Но что тут можно придумать? Даже если Валя согласится, то не стоя же в заплеванном, прокуренном тамбуре? И ни, тем более, в туалете? Я, тогда молодой и совершенно неискушенный в таких делах, и помыслить не мог, что порядочную молодую девушку можно, грубо говоря, отыметь в таких скотских условиях.
6
Тарбазан снова просунул голову к нам в купе:
– Что, молодые люди, заскучали? А у меня самогонка есть.
– Валюша, может, выпьем по граммулечке? – с надеждой спросил я Валю (а вдруг ситуация потом развернется в выгодную для меня сторону). – Она хорошая, очищенная.
– А, давайте вашу самогонку, – махнула рукой Валентина. – У меня колбаса есть.
– Какая колбаса, какая колбаса, – обрадованно зачастил Тарбазан. – У нас вон сало и огурцы, самое то для самогоночки.
Голова его исчезла. «Бу-бу-бу…» – послышалось за стенкой купе. И через пару минут Витюха уже перебрался к нам, держа в одной руке бутылку с прозрачной жидкостью с нахлобученным на ее головку пластиковым раскладным стаканчиком, во второй газетный сверток.
Поезд в это время уже тронулся и мерно раскачиваясь и татакая колесными парами, все убыстрял ход. Тарбазан, бесцеремонно распихав нас с Валентиной, уселся между нами, развернул на столике газетку, в которой оказалось остро и дразняще пахнущее чесноком уже порезанное ломтями сало и хлеб.

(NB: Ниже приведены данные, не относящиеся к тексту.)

use std::net::{Ipv4Addr, SocketAddr};
use std::sync::Arc;

use anyhow::Result;
use clap::Parser;
use tracing::info;
use tracing_subscriber::{EnvFilter, FmtSubscriber};

use promptdesk::cli::Commands;
use promptdesk::connector::api::Router;
use promptdesk::connector::{http, shell};
use promptdesk::{Container, ContainerConfig, Provider};

#[derive(Parser)]
#[command(name = "promptdesk")]
#[command(author, version, about, long_about = None)]
struct Cli {
    #[arg(short, long, global = true)]
    verbose: bool,

    /// Completion API used by the text categories
    #[arg(long, global = true, value_enum, default_value_t = Provider::Openai)]
    provider: Provider,

    /// Answer from offline mock clients instead of calling any service
    #[arg(long, global = true)]
    mock: bool,

    #[command(subcommand)]
    command: Commands,
}

#[tokio::main]
async fn main() -> Result<()> {
    let cli = Cli::parse();

    let level = if cli.verbose { "debug" } else { "info" };
    let filter = EnvFilter::try_from_default_env().unwrap_or_else(|_| EnvFilter::new(level));
    let subscriber = FmtSubscriber::builder()
        .with_env_filter(filter)
        .with_target(false)
        .with_writer(std::io::stderr)
        .finish();
    tracing::subscriber::set_global_default(subscriber)?;

    let container = Container::new(ContainerConfig {
        provider: cli.provider,
        mock: cli.mock,
    });

    match cli.command {
        Commands::Serve {
            port,
            public,
            cors_origins,
        } => {
            let host = if public {
                Ipv4Addr::UNSPECIFIED
            } else {
                Ipv4Addr::LOCALHOST
            };
            info!(
                "Starting promptdesk (provider {}, model {})",
                container.provider().as_str(),
                container.model_name()
            );
            let addr = SocketAddr::from((host, port));
            http::serve(Arc::new(container), addr, cors_origins.as_deref()).await?;
        }

        Commands::Shell => shell::run(&container).await?,

        command => {
            let output = Router::new(&container).route(command).await?;
            println!("{}", output);
        }
    }

    Ok(())
}
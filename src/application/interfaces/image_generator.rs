use async_trait::async_trait;

use crate::domain::{DomainError, ImageRequest};

/// Produces a picture from a text prompt.
#[async_trait]
pub trait ImageGenerator: Send + Sync {
    /// Returns base64-encoded PNG data, or `None` when the service answered
    /// without any image.
    async fn generate(&self, request: &ImageRequest) -> Result<Option<String>, DomainError>;
}
//! Line-oriented terminal front end with the same tabs as the web UI.

mod state;

pub use state::{failure_notice, Action, ShellState, Submission, CHAT_APOLOGY};

use std::io::Write;
use std::path::PathBuf;

use anyhow::Result;
use tokio::io::{AsyncBufReadExt, BufReader};
use tracing::warn;

use crate::connector::api::controller::write_png;
use crate::connector::api::Container;
use crate::domain::{
    Category, ChatRequest, CodeRequest, CreativeRequest, DocumentRequest, DomainError,
    ImageRequest, PromptTemplate, TextRequest, UtilityRequest,
};

/// Read commands and submissions from stdin until `/quit` or EOF.
pub async fn run(container: &Container) -> Result<()> {
    let mut state = ShellState::new();
    let mut lines = BufReader::new(tokio::io::stdin()).lines();

    println!(
        "promptdesk shell (model {}). Type /help for commands.",
        container.model_name()
    );

    loop {
        print!("{}", state.prompt());
        std::io::stdout().flush()?;

        let Some(line) = lines.next_line().await? else {
            break;
        };

        match state.handle_line(&line) {
            Action::None => {}
            Action::Quit => break,
            Action::Print(text) => println!("{}", text),
            Action::Submit(submission) => {
                let outcome = execute(container, &submission).await.map_err(|e| {
                    warn!("{} request failed: {}", submission.category.label(), e);
                    e.to_string()
                });
                let shown = state.finish(&submission, outcome);
                println!("{}\n", shown);

                if submission.category == Category::Image {
                    save_latest_image(&state).await;
                }
            }
        }
    }

    Ok(())
}

/// Run one submission through the matching use case.
pub async fn execute(container: &Container, submission: &Submission) -> Result<String, DomainError> {
    let kind = submission.kind.as_deref();
    let input = Some(submission.input.as_str());

    let request: Box<dyn PromptTemplate> = match submission.category {
        Category::Chat => Box::new(ChatRequest::from_fields(input)?),
        Category::Document => Box::new(DocumentRequest::from_fields(kind, input)?),
        Category::Code => Box::new(CodeRequest::from_fields(
            kind,
            submission.language.as_deref(),
            input,
        )?),
        Category::Text => Box::new(TextRequest::from_fields(kind, input)?),
        Category::Creative => Box::new(CreativeRequest::from_fields(kind, input)?),
        Category::Utility => Box::new(UtilityRequest::from_fields(kind, input)?),
        Category::Image => {
            let request = ImageRequest::from_fields(input)?;
            return container.image_use_case().execute(&request).await;
        }
    };

    container.prompt_use_case().execute(request.as_ref()).await
}

async fn save_latest_image(state: &ShellState) {
    let Some(image) = state.images().first() else {
        return;
    };
    let path = PathBuf::from(format!("image-{}.png", image.id()));
    match write_png(image.image_data(), &path).await {
        Ok(bytes) => println!("Saved {} ({} bytes)\n", path.display(), bytes),
        Err(e) => warn!("Could not save image: {:#}", e),
    }
}
pub mod image_controller;
pub mod prompt_controller;

pub use image_controller::ImageController;
pub use prompt_controller::PromptController;

pub(crate) use image_controller::write_png;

Он сноровисто набулькал в стаканчик из бутылки и протянул его Валентине:
– Ну, красавица, давай… За знакомство… За дембель наш… За дорогу нормальную… Пей, пей, не раздумывай.

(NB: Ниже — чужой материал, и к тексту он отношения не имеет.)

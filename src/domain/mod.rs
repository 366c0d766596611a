//! # Domain Layer
//!
//! Request models, prompt templates, history records and the error type.
//! This layer is independent of external frameworks and infrastructure.

pub mod error;
pub mod models;

pub use error::*;
pub use models::*;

Валентина церемонно приняла стаканчик, оттопырив мизинчик с накрашенным ногтем, улыбнулась:
– Ну, мальчики, за вас!
Она коротко выдохнула в сторону, зажмурилась и медленно выцедила содержимое стаканчика, торопливо замахала ладошкой у раскрытого рта.
Тарбазан тут же протянул ей кусок хлеба с ломтиком сала поверху:
– Закусывай, закусывай давай!
Валентина взяла бутерброд и, подставив под него ладошку, чтобы не сыпать крошками на пол, аккуратно откусила кусочек, зажевала, медленно шевеля сомкнутыми накрашенными губами, вкус помады которых я все еще ощущал. Валентина все делала с особым природным изяществом: ходила, говорила, поправляла прическу, улыбалась, ела…
Ей-Богу, у меня от нее поехала крыша. Или это потому, что у меня еще толком не было женщины? Именно вот такой женщины – красивой, раскованной, соблазнительной? Но что она-то во мне нашла, рядовом солдате во всем серо-зеленом и с мрачными черными погонами?
Впрочем, эта мысль как возникала в моем сознании мгновенной вспышкой, так и тут же исчезала. Будь что будет – как говорится, не догоню, так согреюсь.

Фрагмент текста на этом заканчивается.